Wednesday, April 6, 2011

Where's My Spouse?

Today I want to throw out ideas to ponder relating to the blending of different life seasons in our community network choices. My husband asked where he landed on my bubble chart. My response, "Well, of course, you are part of the Home circle base in my individual community life bubble chart!" Our family unit is the central hub of that chart and it too overlaps in different circles, i.e. - neighbors, church. Yet, my spouse does not overlap into all of my personal community circles. I think that this situation is another life choice many of us struggle with balancing. I do feel my premise that individual community circles overlapping builds richer, deeper relationships holds true for the family unit, too. But, how do you balance the individual and family bubbles so you have a sane household? To me, balancing all of this takes a lot of prayer, thought and planning. It is even more challenging for the families where a spouse travels regularly for work. Many moms in my city are home alone with kids many nights with their husbands flying all over the world "doing business". So, managing family life has become even more complex with all of our travel these days.. sigh... I now look at our April family calendar and wonder... Are we "doing" too much this month? Have we bought into Western cultural persuasion that "doing/going" is better than just "being" at our home base? These are questions that both families and singles have to regularly work through to produce sane God-honoring lifestyles with so many "destination community" options...
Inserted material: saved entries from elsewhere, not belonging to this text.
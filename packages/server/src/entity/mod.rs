pub mod contest;
pub mod crew_member;
pub mod crew_member_request;
pub mod crew_role;
pub mod movie;
pub mod movie_list;
pub mod movie_list_like;
pub mod movie_list_movie;
pub mod profile;
pub mod top_creator;
pub mod top_curator;
pub mod user;
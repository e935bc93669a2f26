use sea_orm::entity::prelude::*;
use serde::{Deserialize, Serialize};

/// One row of a contest's Top Creators snapshot. Rows are replaced wholesale
/// on every scorer run and have no identity across runs.
#[sea_orm::model]
#[derive(Clone, Debug, PartialEq, DeriveEntityModel, Serialize, Deserialize)]
#[sea_orm(table_name = "top_creator")]
pub struct Model {
    #[sea_orm(primary_key)]
    pub id: i32,

    pub profile_id: i32,
    #[sea_orm(belongs_to, from = "profile_id", to = "id")]
    pub profile: HasOne<super::profile::Entity>,

    pub contest_id: i32,
    #[sea_orm(belongs_to, from = "contest_id", to = "id")]
    pub contest: HasOne<super::contest::Entity>,

    pub pos: i32,
    pub score: f64,
    pub recommend_count: i32,

    pub created_at: DateTimeUtc,
}

impl ActiveModelBehavior for ActiveModel {}
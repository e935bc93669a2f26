use chrono::{DateTime, Utc};
use common::CrewRequestState;
use serde::Serialize;

use crate::entity::{crew_member, crew_member_request};
use crate::leaderboard::JobReport;

#[derive(Serialize, utoipa::ToSchema)]
pub struct RefreshResponse {
    #[schema(example = "top-creators")]
    pub board: String,
    pub report: JobReport,
}

#[derive(Serialize, utoipa::ToSchema)]
pub struct CrewRequestResponse {
    #[schema(example = 3)]
    pub id: i32,
    pub movie_id: i32,
    pub user_id: i32,
    pub role_id: i32,
    pub state: CrewRequestState,
    pub decided_at: Option<DateTime<Utc>>,
    /// Crew credit created by an approval.
    pub crew_member_id: Option<i32>,
}

impl CrewRequestResponse {
    pub fn new(
        request: crew_member_request::Model,
        member: Option<crew_member::Model>,
    ) -> Self {
        Self {
            id: request.id,
            movie_id: request.movie_id,
            user_id: request.user_id,
            role_id: request.role_id,
            state: request.state,
            decided_at: request.decided_at,
            crew_member_id: member.map(|m| m.id),
        }
    }
}
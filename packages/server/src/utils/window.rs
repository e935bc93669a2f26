use chrono::{DateTime, Utc};
use common::window;

use crate::entity::{contest, movie};

impl contest::Model {
    pub fn is_live(&self, now: DateTime<Utc>) -> bool {
        window::is_contest_live(self.state, self.start_time, self.end_time, now)
    }
}

impl movie::Model {
    /// Published, entered in `contest`, and `contest` is live.
    pub fn is_contest_live(&self, contest: &contest::Model, now: DateTime<Utc>) -> bool {
        self.state.is_published() && self.contest_id == Some(contest.id) && contest.is_live(now)
    }

    pub fn recommend_deadline(&self, contest: &contest::Model) -> Option<DateTime<Utc>> {
        window::recommend_deadline(self.publish_on, contest.days_per_movie)
    }

    pub fn is_recommend_eligible(&self, contest: &contest::Model, now: DateTime<Utc>) -> bool {
        window::is_within_recommend_window(self.publish_on, contest.days_per_movie, now)
    }
}
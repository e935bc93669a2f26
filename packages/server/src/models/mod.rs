pub mod admin;
pub mod contest;
pub mod leaderboard;
pub mod movie;
pub mod movie_list;
pub mod shared;
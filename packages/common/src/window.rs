//! Time windows that gate curation.
//!
//! The server wraps these in methods on its entity models; keeping the
//! arithmetic here lets it be tested without a database.

use chrono::{DateTime, Duration, Utc};

use crate::ContestState;

/// A contest is live while it is in the `Live` state and `now` lies within
/// `[start, end]`, both ends inclusive.
pub fn is_contest_live(
    state: ContestState,
    start: DateTime<Utc>,
    end: DateTime<Utc>,
    now: DateTime<Utc>,
) -> bool {
    state == ContestState::Live && start <= now && now <= end
}

/// Exclusive end of a film's recommend window, or `None` for a film that
/// was never published.
pub fn recommend_deadline(
    publish_on: Option<DateTime<Utc>>,
    days_per_movie: i32,
) -> Option<DateTime<Utc>> {
    publish_on.map(|published| published + Duration::days(i64::from(days_per_movie)))
}

/// Whether a film published at `publish_on` may still be curated at `now`.
pub fn is_within_recommend_window(
    publish_on: Option<DateTime<Utc>>,
    days_per_movie: i32,
    now: DateTime<Utc>,
) -> bool {
    recommend_deadline(publish_on, days_per_movie).is_some_and(|deadline| now < deadline)
}
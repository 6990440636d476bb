//! Error types reported by external collaborators.

use thiserror::Error;

/// Errors from the durable key-value store.
#[derive(Debug, Error)]
pub enum StoreError {
    /// The backing engine rejected the operation.
    #[error("Storage backend error: {0}")]
    Backend(String),

    #[error("IO error: {0}")]
    Io(#[from] std::io::Error),
}

/// Errors from the chain state accessor.
#[derive(Debug, Clone, Error)]
pub enum ChainError {
    #[error("Sector {0} not found on chain")]
    SectorNotFound(u64),

    #[error("Chain query failed: {0}")]
    Query(String),
}

/// Errors from the sector manager.
#[derive(Debug, Clone, Error)]
pub enum SectorError {
    #[error("Sector not stored locally: {0}")]
    NotFound(String),

    #[error("Sector manager error: {0}")]
    Manager(String),
}

/// Errors from shard registration, either at submission or in the
/// asynchronously delivered result.
#[derive(Debug, Clone, Error)]
pub enum RegistrationError {
    /// The request was rejected before being queued.
    #[error("Invalid registration request: {0}")]
    InvalidRequest(String),

    /// A shard with this key is already registered.
    #[error("Shard already registered: {0}")]
    AlreadyRegistered(String),

    /// The index store failed while registering the shard.
    #[error("Shard registration failed: {0}")]
    Failed(String),
}
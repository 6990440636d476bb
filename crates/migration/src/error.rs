//! Error types for the backfill.

use shardreg_core::{ChainError, SectorError, StoreError};
use shardreg_types::{AddressError, SectorNumber};
use thiserror::Error;

/// Errors that abort a migration run.
#[derive(Debug, Error)]
pub enum MigrationError {
    /// The completion marker could not be read.
    #[error("failed to get shard registration status: {0}")]
    MarkerRead(#[source] StoreError),
}

/// Errors determining whether a sector is unsealed.
#[derive(Debug, Error)]
pub enum ProbeError {
    #[error("failed to get {sector} info: {source}")]
    SectorInfo {
        sector: SectorNumber,
        #[source]
        source: ChainError,
    },

    #[error("failed to convert provider address to ID address: {0}")]
    ProviderAddress(#[from] AddressError),

    #[error("failed to check if {sector} is unsealed: {source}")]
    UnsealedCheck {
        sector: SectorNumber,
        #[source]
        source: SectorError,
    },
}
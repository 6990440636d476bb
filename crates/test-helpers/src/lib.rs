//! Test helpers for shard registration.
//!
//! Scriptable fakes for every collaborator trait plus deal fixtures. Each
//! fake records the calls it receives so tests can assert on what the
//! migrator did, not just what it returned.

mod fixtures;
mod index;
mod sectors;
mod store;

pub use fixtures::{deal, deal_without_piece, piece};
pub use index::{Delivery, RecordingShardIndex, RegisterCall};
pub use sectors::{ScriptedChainState, ScriptedSectorManager};
pub use store::{FlakyMarkerStore, StoreFaults};
//! Deal eligibility.
//!
//! Deals not yet handed off to the sealing subsystem are skipped here; they
//! get registered by the deal state machine once they reach that point.

use shardreg_types::{EligibleStateSet, MinerDeal, PieceCid};

/// Piece CID of the deal, if the deal should be registered as a shard.
///
/// A deal qualifies when it has a piece CID and its state is in `eligible`.
pub fn eligible_piece(deal: &MinerDeal, eligible: &EligibleStateSet) -> Option<PieceCid> {
    let piece = deal.piece_cid()?;
    eligible.contains(deal.state).then_some(piece)
}

/// Deals to register, paired with their piece CID.
pub fn eligible_deals<'a>(
    deals: &'a [MinerDeal],
    eligible: &'a EligibleStateSet,
) -> impl Iterator<Item = (PieceCid, &'a MinerDeal)> + 'a {
    deals
        .iter()
        .filter_map(move |deal| eligible_piece(deal, eligible).map(|piece| (piece, deal)))
}

#[cfg(test)]
mod tests {
    use super::*;
    use shardreg_test_helpers::{deal, deal_without_piece, piece};
    use shardreg_types::DealState;

    #[test]
    fn test_missing_piece_is_skipped() {
        let set = EligibleStateSet::sealing_subsystem();
        assert_eq!(
            eligible_piece(&deal_without_piece(1, DealState::Active), &set),
            None
        );
    }

    #[test]
    fn test_state_outside_set_is_skipped() {
        let set: EligibleStateSet = [DealState::Sealing].into_iter().collect();
        assert_eq!(
            eligible_piece(&deal("a", 1, DealState::FundsReserved), &set),
            None
        );
        assert_eq!(
            eligible_piece(&deal("a", 1, DealState::Sealing), &set),
            Some(piece("a"))
        );
    }

    #[test]
    fn test_mixed_deals() {
        let set: EligibleStateSet = [DealState::Sealing].into_iter().collect();
        let deals = vec![
            deal("A", 1, DealState::Sealing),
            deal_without_piece(2, DealState::Sealing),
            deal("B", 3, DealState::FundsReserved),
        ];

        let selected: Vec<_> = eligible_deals(&deals, &set).collect();
        assert_eq!(selected.len(), 1);
        assert_eq!(selected[0].0, piece("A"));
        assert_eq!(selected[0].1.sector_number.0, 1);
    }

    #[test]
    fn test_each_deal_judged_independently() {
        let set = EligibleStateSet::sealing_subsystem();
        let mut deals: Vec<_> = DealState::KNOWN_BY_SEALING_SUBSYSTEM
            .iter()
            .enumerate()
            .map(|(i, &state)| deal(&format!("p{}", i), i as u64, state))
            .collect();
        deals.push(deal("rejected", 99, DealState::Rejecting));
        deals.push(deal_without_piece(100, DealState::Active));

        let forward: Vec<_> = eligible_deals(&deals, &set).map(|(p, _)| p).collect();
        deals.reverse();
        let mut backward: Vec<_> = eligible_deals(&deals, &set).map(|(p, _)| p).collect();
        backward.reverse();

        assert_eq!(forward.len(), DealState::KNOWN_BY_SEALING_SUBSYSTEM.len());
        assert_eq!(forward, backward);
    }

    #[test]
    fn test_empty_set_selects_nothing() {
        let set: EligibleStateSet = std::iter::empty().collect();
        let deals = vec![deal("a", 1, DealState::Active)];
        assert_eq!(eligible_deals(&deals, &set).count(), 0);
    }
}
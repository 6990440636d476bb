//! One-time shard registration backfill.
//!
//! Deals accepted before the archive index existed have no shard in it, so
//! they cannot be retrieved through the index. On startup the
//! [`ShardMigrator`] registers every such deal as a shard, once: a durable
//! marker records that the backfill ran and later starts skip it.
//!
//! # Flow
//!
//! ```text
//! marker present? ──yes──▶ AlreadyMigrated
//!       │ no
//!       ▼
//! spawn ResultDrain ◀──────────── ShardResult (async, unordered)
//!       │                                    ▲
//!       ▼                                    │
//! for each eligible deal:                    │
//!     probe seal state (failure => sealed)   │
//!     ShardIndex::register_shard ────────────┘
//!       │
//!       ▼
//! report dispatched total to drain
//! await drain (unless detached)
//! write + sync marker (failures logged)
//! ```
//!
//! # Components
//!
//! - [`ShardMigrator`] - runs the backfill
//! - [`SealStateProbe`] - sealed/unsealed lookup per sector
//! - [`ResultDrain`] / [`DrainFeed`] - result aggregation with a late total
//! - [`MigrationConfig`] - marker key, channel capacity, drain awaiting

mod config;
mod drain;
mod error;
mod filter;
mod migrator;
mod probe;
mod report;

pub use config::{MigrationConfig, DEFAULT_MARKER_KEY};
pub use drain::{channel as drain_channel, DrainFeed, DrainSummary, ResultDrain};
pub use error::{MigrationError, ProbeError};
pub use filter::{eligible_deals, eligible_piece};
pub use migrator::{ShardMigrator, MARKER_VALUE};
pub use probe::{SealStateProbe, PROBE_OFFSET, PROBE_SIZE, UNSEALED_ON_PROBE_FAILURE};
pub use report::{MigrationReport, MigrationStats};
//! Piece content identifier using Blake3.

use serde::{Deserialize, Serialize};
use std::fmt;

/// A 32-byte content identifier for a piece of deal data.
///
/// The piece CID is the key a shard is registered under in the archive
/// index. Deals that predate content addressing carry no piece CID.
#[derive(Clone, Copy, PartialEq, Eq, Hash, PartialOrd, Ord, Serialize, Deserialize)]
#[serde(transparent)]
pub struct PieceCid([u8; 32]);

impl PieceCid {
    /// Size of the digest in bytes.
    pub const BYTES: usize = 32;

    /// Derive a piece CID from the piece payload.
    pub fn from_data(data: &[u8]) -> Self {
        let hash = blake3::hash(data);
        Self(*hash.as_bytes())
    }

    /// Wrap an existing digest without hashing.
    pub fn from_digest(digest: [u8; 32]) -> Self {
        Self(digest)
    }

    /// Parse a piece CID from its hex form.
    pub fn from_hex(hex: &str) -> Result<Self, CidParseError> {
        if hex.len() != 64 {
            return Err(CidParseError::InvalidLength {
                expected: 64,
                actual: hex.len(),
            });
        }

        let mut bytes = [0u8; 32];
        hex::decode_to_slice(hex, &mut bytes).map_err(|_| CidParseError::InvalidHex)?;

        Ok(Self(bytes))
    }

    /// Hex encoding of the digest.
    pub fn to_hex(&self) -> String {
        hex::encode(self.0)
    }

    /// Get bytes as slice reference.
    pub fn as_bytes(&self) -> &[u8; 32] {
        &self.0
    }
}

impl fmt::Debug for PieceCid {
    fn fmt(&self, f: &mut fmt::Formatter<'_>) -> fmt::Result {
        let hex = self.to_hex();
        write!(f, "PieceCid({}..{})", &hex[..8], &hex[56..])
    }
}

impl fmt::Display for PieceCid {
    fn fmt(&self, f: &mut fmt::Formatter<'_>) -> fmt::Result {
        write!(f, "{}", self.to_hex())
    }
}

impl std::str::FromStr for PieceCid {
    type Err = CidParseError;

    fn from_str(s: &str) -> Result<Self, Self::Err> {
        Self::from_hex(s)
    }
}

/// Errors that can occur when parsing a piece CID.
#[derive(Debug, Clone, PartialEq, Eq, thiserror::Error)]
pub enum CidParseError {
    /// Invalid hex string length.
    #[error("Invalid piece CID length: expected {expected}, got {actual}")]
    InvalidLength {
        /// Expected length.
        expected: usize,
        /// Actual length.
        actual: usize,
    },

    /// Invalid hex characters.
    #[error("Invalid piece CID hex")]
    InvalidHex,
}
use async_trait::async_trait;
use shardreg_core::{MarkerStore, StoreError};
use std::collections::HashMap;
use std::sync::Arc;
use tokio::sync::RwLock;

/// In-memory marker store for testing and development.
///
/// `sync` is a no-op; clones share the same map so a "restart" can be
/// simulated by building a second migrator over a clone.
#[derive(Clone, Default)]
pub struct MemoryMarkerStore {
    entries: Arc<RwLock<HashMap<String, Vec<u8>>>>,
}

impl MemoryMarkerStore {
    pub fn new() -> Self {
        Self::default()
    }

    /// Read back a stored value.
    pub async fn get(&self, key: &str) -> Option<Vec<u8>> {
        self.entries.read().await.get(key).cloned()
    }
}

#[async_trait]
impl MarkerStore for MemoryMarkerStore {
    async fn has(&self, key: &str) -> Result<bool, StoreError> {
        Ok(self.entries.read().await.contains_key(key))
    }

    async fn put(&self, key: &str, value: &[u8]) -> Result<(), StoreError> {
        self.entries
            .write()
            .await
            .insert(key.to_string(), value.to_vec());
        Ok(())
    }

    async fn sync(&self, _key: &str) -> Result<(), StoreError> {
        Ok(())
    }
}

#[cfg(test)]
mod tests {
    use super::*;

    #[tokio::test]
    async fn test_put_then_has() {
        let store = MemoryMarkerStore::new();
        assert!(!store.has("k").await.unwrap());

        store.put("k", &[1]).await.unwrap();
        store.sync("k").await.unwrap();

        assert!(store.has("k").await.unwrap());
        assert_eq!(store.get("k").await, Some(vec![1]));
    }

    #[tokio::test]
    async fn test_clones_share_entries() {
        let store = MemoryMarkerStore::new();
        let other = store.clone();
        store.put("k", &[]).await.unwrap();
        assert!(other.has("k").await.unwrap());
    }
}
//! Provider and sector identifier types.

use serde::{Deserialize, Serialize};
use std::fmt;

/// Sector number, unique per storage provider.
#[derive(Debug, Clone, Copy, PartialEq, Eq, Hash, PartialOrd, Ord, Serialize, Deserialize)]
#[serde(transparent)]
pub struct SectorNumber(pub u64);

impl fmt::Display for SectorNumber {
    fn fmt(&self, f: &mut fmt::Formatter<'_>) -> fmt::Result {
        write!(f, "Sector({})", self.0)
    }
}

/// Numeric on-chain actor identity of a storage provider.
#[derive(Debug, Clone, Copy, PartialEq, Eq, Hash, PartialOrd, Ord, Serialize, Deserialize)]
#[serde(transparent)]
pub struct ActorId(pub u64);

impl fmt::Display for ActorId {
    fn fmt(&self, f: &mut fmt::Formatter<'_>) -> fmt::Result {
        write!(f, "f0{}", self.0)
    }
}

/// On-chain address of a storage provider.
///
/// Only ID addresses map directly onto an [`ActorId`]. Key and actor
/// addresses must be resolved on chain first.
#[derive(Debug, Clone, PartialEq, Eq, Hash, Serialize, Deserialize)]
pub enum ProviderAddress {
    /// `f0`-style ID address.
    Id(ActorId),
    /// Any non-ID address, kept in its textual form.
    Other(String),
}

impl ProviderAddress {
    /// Resolve the numeric actor id, if this is an ID address.
    pub fn actor_id(&self) -> Result<ActorId, AddressError> {
        match self {
            ProviderAddress::Id(id) => Ok(*id),
            ProviderAddress::Other(addr) => Err(AddressError::NotIdAddress(addr.clone())),
        }
    }
}

impl From<ActorId> for ProviderAddress {
    fn from(id: ActorId) -> Self {
        ProviderAddress::Id(id)
    }
}

impl fmt::Display for ProviderAddress {
    fn fmt(&self, f: &mut fmt::Formatter<'_>) -> fmt::Result {
        match self {
            ProviderAddress::Id(id) => write!(f, "{}", id),
            ProviderAddress::Other(addr) => write!(f, "{}", addr),
        }
    }
}

/// Errors converting a provider address.
#[derive(Debug, Clone, PartialEq, Eq, thiserror::Error)]
pub enum AddressError {
    #[error("address {0} is not an ID address")]
    NotIdAddress(String),
}

/// Seal proof type a sector was sealed with.
#[derive(Debug, Clone, Copy, PartialEq, Eq, Hash, Serialize, Deserialize)]
pub enum RegisteredSealProof {
    StackedDrg2KiBV1_1,
    StackedDrg8MiBV1_1,
    StackedDrg512MiBV1_1,
    StackedDrg32GiBV1_1,
    StackedDrg64GiBV1_1,
}

/// Globally unique sector identity.
#[derive(Debug, Clone, Copy, PartialEq, Eq, Hash, Serialize, Deserialize)]
pub struct SectorId {
    pub miner: ActorId,
    pub number: SectorNumber,
}

/// Reference to a physical sector, as understood by the sector manager.
#[derive(Debug, Clone, Copy, PartialEq, Eq, Hash, Serialize, Deserialize)]
pub struct SectorRef {
    pub id: SectorId,
    pub proof_type: RegisteredSealProof,
}

/// On-chain sector information.
#[derive(Debug, Clone, PartialEq, Eq, Serialize, Deserialize)]
pub struct SectorOnChainInfo {
    pub sector_number: SectorNumber,
    pub seal_proof: RegisteredSealProof,
}

/// Tipset key selecting the chain state to query.
///
/// The empty key means "current chain head".
#[derive(Debug, Clone, Default, PartialEq, Eq, Hash, Serialize, Deserialize)]
pub struct TipSetKey(Vec<String>);

impl TipSetKey {
    /// The chain head.
    pub const EMPTY: Self = TipSetKey(Vec::new());

    /// Build a key from block identifiers.
    pub fn new(blocks: Vec<String>) -> Self {
        Self(blocks)
    }

    /// Whether this key refers to the chain head.
    pub fn is_empty(&self) -> bool {
        self.0.is_empty()
    }
}

/// Byte offset within a sector, in unpadded bytes.
#[derive(Debug, Clone, Copy, PartialEq, Eq, PartialOrd, Ord, Serialize, Deserialize)]
#[serde(transparent)]
pub struct UnpaddedByteIndex(pub u64);

/// Piece size, in unpadded bytes.
#[derive(Debug, Clone, Copy, PartialEq, Eq, PartialOrd, Ord, Serialize, Deserialize)]
#[serde(transparent)]
pub struct UnpaddedPieceSize(pub u64);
Many of my single friends have their community charts and calendars just as full as mine. They usually have less family community time, so they can choose to fill their hours with more social, sports or life-giving volunteer communities after their work hours. Though, there is always a danger of filling their plates too full, as well. They, too, have to qualify choices and balance communities to live a fruitful and peaceful lifestyle. Some of my single friends also feel pressured to "do" more because they do not have a spouse or children; and, sometimes being constantly active just fills the hole of loneliness. I must say that I battled big-time with loneliness being single till I was 40 in this culture and I developed a pattern of "doing" to deal with it!

Today I would like to wrap up by asking you all to look at your community circles and determine if you have blended community dynamics within those circles. Do you have an inter-generational mix of younger & older folks? Do you have single, "married without kids" & "married w/ kids" friends? Do you have a good cultural & socio-economic blend of communities? We feel most comfortable with people just like us; yet, we sometimes grow the most out of our community experiences when we are stretched by people not like us. So today, for my single friends still asking "Where is my spouse?", I pray Shalom for them; and, an openness for those of us married with families to somehow stay in community with singles. Many singles are surviving just fine without a spouse; yet, some still ask "Where is my spouse?" We were created for companionship in this world and the family is God's incubator of life! I feel that we would not need so many online dating services if our "destination community" culture somehow engaged as passionate, "others-oriented" communities, looking out for one another and connecting each other in life-giving relationships!

2 comments:

sherry Kennedy said...

my perspective, of needing to be more involved and "getting out there" can be exhausting if I let it. I want to see more of the people i love and desire to get to know on a deeper level .So often i must remember the children i have been blessed with, and must put first. Only then, my perspective tilts and i can see the time left over, is not leftover, but mostly time stolen from a commitment i made 13, 11, and 6 years ago repectively and then it becomes clear that my husband of 21 years often gets shorted when i am not focused on Gods line up. Balance is always just 2 pounds one way or the other and as long I am not making the scale drag the ground on one side or the other. i am content. I try to focus on that a lot, contentment that is, and see WHAT GOD HAS PLANNED FOR ME EACH DAY, and then to just be fully present. Not so rushed that i am not open to being used by him. to be proactive in his plan instead of reactive or just planning everything myself. Having lots of young children is such a precious season. I love it.

Unknown said...

this is great to think and write about. thank you for posting this.